Wichtig zu erwähnen ist die Tatsache, dass nicht jede beliebige Kombination von antigenetisch unterschiedlichen H3N2- oder H1N1-Stämmen gut funktioniert. Auch die Reihenfolge der Verabreichung der Impfstämme scheint eine drastische Auswirkung auf die Antikörperantwort zu haben. Wir sind derzeit dabei zu versuchen, die wissenschaftliche Basis aus diesen Beobachtungen abzuleiten und die Prime-Boost- Strategie mit H3N2- sowie mit H1N1- und H1N2-Viren weiter zu verbessern.

Vom Experiment zur praktischen Umsetzung

Der Effekt einer Prime-Boost-Strategie unter Verwendung verschiedener kommerzieller SIV-Vakzinen ist bis dato nicht untersucht worden. Deshalb können wir diese Strategie noch nicht für die Umsetzung in der Praxis empfehlen. Dieser alternative Ansatz würde auch eine offene und flexible Haltung vonseiten des Impfpersonals erfordern.
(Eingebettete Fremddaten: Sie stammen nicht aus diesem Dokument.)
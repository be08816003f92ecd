//! I/O log session paths.
//!
//! [`PathExpander`] turns a pattern such as `%{seq}` or
//! `%{user}/%{command}-%Y%m%d` into a concrete storage path. Escapes are
//! looked up in a fixed [`PathEscape`] table; `%{seq}` draws a session id
//! from the [`SequenceAllocator`], which is allocated once per process and
//! shared safely between processes through the log root's `seq` file.

/// Escape generators for sudoers I/O log paths.
pub mod escapes;
/// The template engine.
pub mod path;
/// Session id allocation.
pub mod seq;
/// I/O log storage settings.
pub mod settings;

pub use escapes::{EscapeContext, OFFLINE_ESCAPES, SUDOERS_ESCAPES};
pub use path::{PATH_MAX, PathEscape, PathExpander, TemplateError};
pub use seq::{SequenceAllocator, SequenceError, SessionId};
pub use settings::{IologSettings, SESSID_MAX};
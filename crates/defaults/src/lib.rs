//! Defaults directives and the side effects they trigger.
//!
//! The policy parser stores each `Defaults` setting in [`Defaults`] and then
//! calls [`Registry::invoke`]. Handlers registered for a directive update the
//! identity contexts, push values into the event log configuration, change
//! timestamp ownership or I/O log settings. A handler returning `false` only
//! reports failure; whether that aborts policy evaluation is up to the caller.
//!
//! [`Policy`] bundles a registry with the [`PolicyState`] its handlers act on.

mod callbacks;
/// External services handlers call into.
pub mod collaborators;
/// Diagnostic reporting.
pub mod diagnostics;
/// Directive id to handler table.
pub mod registry;
/// Directive ids, types and built-in defaults.
pub mod schema;
/// Mutable state handlers operate on.
pub mod state;
/// Current directive values.
pub mod store;
/// Directive values and operators.
pub mod value;

pub use collaborators::{
	Collaborators, CommandResolver, NotFoundCommandResolver, PathCommandResolver,
};
pub use diagnostics::{
	Diagnostic, DiagnosticFlags, DiagnosticSink, MemoryDiagnostics, TracingDiagnostics,
};
pub use registry::{DirectiveCall, DirectiveHandler, Registry};
pub use schema::{DIRECTIVES, DefaultValue, DirectiveId, DirectiveSpec, DirectiveType, Tuple};
pub use state::{Policy, PolicyState, TimestampSettings};
pub use store::Defaults;
pub use value::{DirectiveValue, Operator};
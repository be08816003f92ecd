use std::cell::Cell;
use std::collections::HashMap;

use sudoers_primitives::AllocationError;
use thiserror::Error;

use crate::context::IdentityContext;
use crate::hosts::HostNames;

mod system;

pub use system::SystemNameService;

/// Failure classification reported by the name service.
#[derive(Debug, Clone, PartialEq, Eq, Error)]
pub enum ResolutionError {
	#[error("temporary failure in name resolution")]
	Transient,
	#[error("name or service not known")]
	NotFound,
	#[error("memory allocation failure")]
	MemoryExhausted,
	/// Any other resolver code, passed through untouched.
	#[error("{message}")]
	Failed { code: i32, message: String },
}

/// Source of canonical host names.
pub trait NameService {
	/// Returns the canonical (fully qualified) form of `host`.
	fn canonical_name(&self, host: &str) -> Result<String, ResolutionError>;
}

/// Resolves `host` into a long/short pair.
pub fn resolve_host(names: &dyn NameService, host: &str) -> Result<HostNames, ResolutionError> {
	let long = names.canonical_name(host)?;
	HostNames::from_long(long).map_err(|_| ResolutionError::MemoryExhausted)
}

#[derive(Debug, Error)]
pub enum FqdnError {
	/// Neither the invoking nor the runas host resolved.
	#[error("unable to resolve host {host}: {source}")]
	Invoking {
		host: String,
		source: ResolutionError,
	},
	/// The runas host differs from the invoking host and did not resolve.
	#[error("unable to resolve host {host}: {source}")]
	Target {
		host: String,
		source: ResolutionError,
	},
	#[error("update_fqdn: {0}")]
	Alloc(#[from] AllocationError),
}

/// Replaces identity host names with their fully qualified forms.
pub struct HostResolver<'a> {
	names: &'a dyn NameService,
}

impl<'a> HostResolver<'a> {
	pub fn new(names: &'a dyn NameService) -> Self {
		Self { names }
	}

	/// Resolves the invoking and runas host names.
	///
	/// Does nothing when `enabled` is false. If the invoking host does not
	/// resolve, the runas host name is tried in its place. When both contexts
	/// name the same host only one lookup is made and the runas context gets
	/// a copy of the invoking pair. On error the context being updated is
	/// left as it was; an invoking context updated before a runas failure
	/// keeps its new names.
	pub fn update_fqdn(
		&self,
		enabled: bool,
		user: &mut IdentityContext,
		runas: &mut IdentityContext,
	) -> Result<(), FqdnError> {
		if !enabled {
			return Ok(());
		}

		// A host given on the command line means both names need a lookup.
		let remote = runas.host() != user.host();

		let resolved = match resolve_host(self.names, user.host()) {
			Ok(hosts) => hosts,
			Err(first) => {
				tracing::debug!(host = user.host(), error = %first, "retrying with runas host");
				resolve_host(self.names, runas.host()).map_err(|source| FqdnError::Invoking {
					host: user.host().to_string(),
					source,
				})?
			}
		};
		user.set_hosts(resolved);

		let target = if remote {
			resolve_host(self.names, runas.host()).map_err(|source| FqdnError::Target {
				host: runas.host().to_string(),
				source,
			})?
		} else {
			user.hosts().try_duplicate()?
		};
		runas.set_hosts(target);

		tracing::debug!(
			host = user.host(),
			shost = user.shost(),
			runas_host = runas.host(),
			runas_shost = runas.shost(),
			"resolved fully qualified host names"
		);
		Ok(())
	}
}

/// Name service backed by a fixed table; counts lookups.
#[derive(Debug, Default)]
pub struct MapNameService {
	entries: HashMap<String, Result<String, ResolutionError>>,
	lookups: Cell<usize>,
}

impl MapNameService {
	pub fn new() -> Self {
		Self::default()
	}

	pub fn with_name(mut self, host: &str, canonical: &str) -> Self {
		self.entries
			.insert(host.to_string(), Ok(canonical.to_string()));
		self
	}

	pub fn with_error(mut self, host: &str, err: ResolutionError) -> Self {
		self.entries.insert(host.to_string(), Err(err));
		self
	}

	/// Number of lookups served so far.
	pub fn lookups(&self) -> usize {
		self.lookups.get()
	}
}

impl NameService for MapNameService {
	fn canonical_name(&self, host: &str) -> Result<String, ResolutionError> {
		self.lookups.set(self.lookups.get() + 1);
		self.entries
			.get(host)
			.cloned()
			.unwrap_or(Err(ResolutionError::NotFound))
	}
}
use sudoers_primitives::{AllocationError, try_dup};


/// Short form of a host name.
#[derive(Debug, Clone, PartialEq, Eq)]
pub enum ShortHost {
	/// The long name has no domain part, so the short name is the long name.
	Alias,
	/// Text of the long name before its first `.`.
	Owned(String),
}

/// A long (canonical) host name and its derived short name.
///
/// The short name never allocates when it would equal the long name. Callers
/// replacing a pair simply drop the old value; [`ShortHost::Alias`] keeps
/// ownership with the long name so nothing is released twice.
#[derive(Debug, Clone, PartialEq, Eq)]
pub struct HostNames {
	long: String,
	short: ShortHost,
}

impl HostNames {
	/// Builds a pair from a long name, splitting at the first `.`.
	pub fn from_long(long: String) -> Result<Self, AllocationError> {
		let short = match long.find('.') {
			Some(dot) => ShortHost::Owned(try_dup(&long[..dot])?),
			None => ShortHost::Alias,
		};
		Ok(Self { long, short })
	}

	/// Builds the startup pair from the system host name.
	///
	/// Falls back to `localhost` when no host name is available. Allocation
	/// failure this early leaves nothing to degrade to, so it ends the process.
	pub fn bootstrap(hostname: Option<String>) -> Self {
		let long = hostname
			.filter(|h| !h.is_empty())
			.unwrap_or_else(|| "localhost".to_string());
		match Self::from_long(long) {
			Ok(hosts) => hosts,
			Err(err) => {
				tracing::error!(error = %err, "bootstrap_hosts");
				std::process::exit(1);
			}
		}
	}

	pub fn host(&self) -> &str {
		&self.long
	}

	pub fn shost(&self) -> &str {
		match &self.short {
			ShortHost::Alias => &self.long,
			ShortHost::Owned(short) => short,
		}
	}

	/// Returns true when the short name shares the long name's storage.
	pub fn is_alias(&self) -> bool {
		matches!(self.short, ShortHost::Alias)
	}

	pub fn short(&self) -> &ShortHost {
		&self.short
	}

	/// Copies both names into new allocations, keeping the alias relationship.
	pub fn try_duplicate(&self) -> Result<Self, AllocationError> {
		let long = try_dup(&self.long)?;
		let short = match &self.short {
			ShortHost::Alias => ShortHost::Alias,
			ShortHost::Owned(short) => ShortHost::Owned(try_dup(short)?),
		};
		Ok(Self { long, short })
	}
}

/// Returns the system host name, if it can be read and is valid UTF-8.
pub fn system_hostname() -> Option<String> {
	match nix::unistd::gethostname() {
		Ok(name) => name.into_string().ok(),
		Err(errno) => {
			tracing::debug!(%errno, "gethostname failed");
			None
		}
	}
}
Zudem ist es unwahrscheinlich, dass eine einzige Prime-Boost-Strategie für Tiere jeden Alters geeignet ist. Dennoch sind wir davon überzeugt, dass einige wenige ausgewählte Impfstrategien so manche der größten Hindernisse für eine wirksame SIV-Impfung beseitigen könnten. Die Impfung von Ferkeln mit Stämmen, die sich von den Feldstämmen sowie von den für die Sauenimpfung verwendeten Stämmen unterscheiden, könnte bis zu einem gewissen Grad den hemmenden Effekt der maternalen Antikörper umgehen. Außerdem sind wiederholte Sauenimpfungen mit alternierenden Stämmen wahrscheinlich stärker immunogen, als wenn immer wieder dieselben Impfstämme verwendet werden. Im Idealfall sollte auch die bereits bestehende aktive Immunität bei der Gestaltung von Impfstrategien berücksichtigt werden. Tatsache ist, dass Jungsauen und Sauen in der Regel bereits mit einem oder mehreren SIV-Stämmen infiziert sind. Es hat sich auch gezeigt, dass diese vorbestehende Immunität die Antikörperantwort auf einen Totimpfstoff verstärkt und in manchen Fällen erweitert, insbesondere, wenn sich die Impfstämme von jenen, die in der Vergangenheit eine Infektion verursacht haben, unterscheiden.

Die Politik einer laufenden Aktualisierung der Impfstämme ist für die Vakzinen gegen die Schweineinfluenza nicht nur impraktikabel, sondern hat auch ihre Einschränkungen. Wir sollten nicht vergessen, dass der Erfolg einer Impfung von vielen Faktoren abhängt, die nichts mit der Verwendung des passenden Impfstamms zu tun haben. Zu diesen Faktoren zählen der anamnestische Hintergrund der Influenzainfektion sowie das im Impfstoff verwendete Adjuvans und die antigene Dosis (Van Reeth und Ma, 2013). Diese Faktoren sind in der Schweinemedizin wahrscheinlich von größerer Bedeutung als für die Grippeimpfung des Menschen.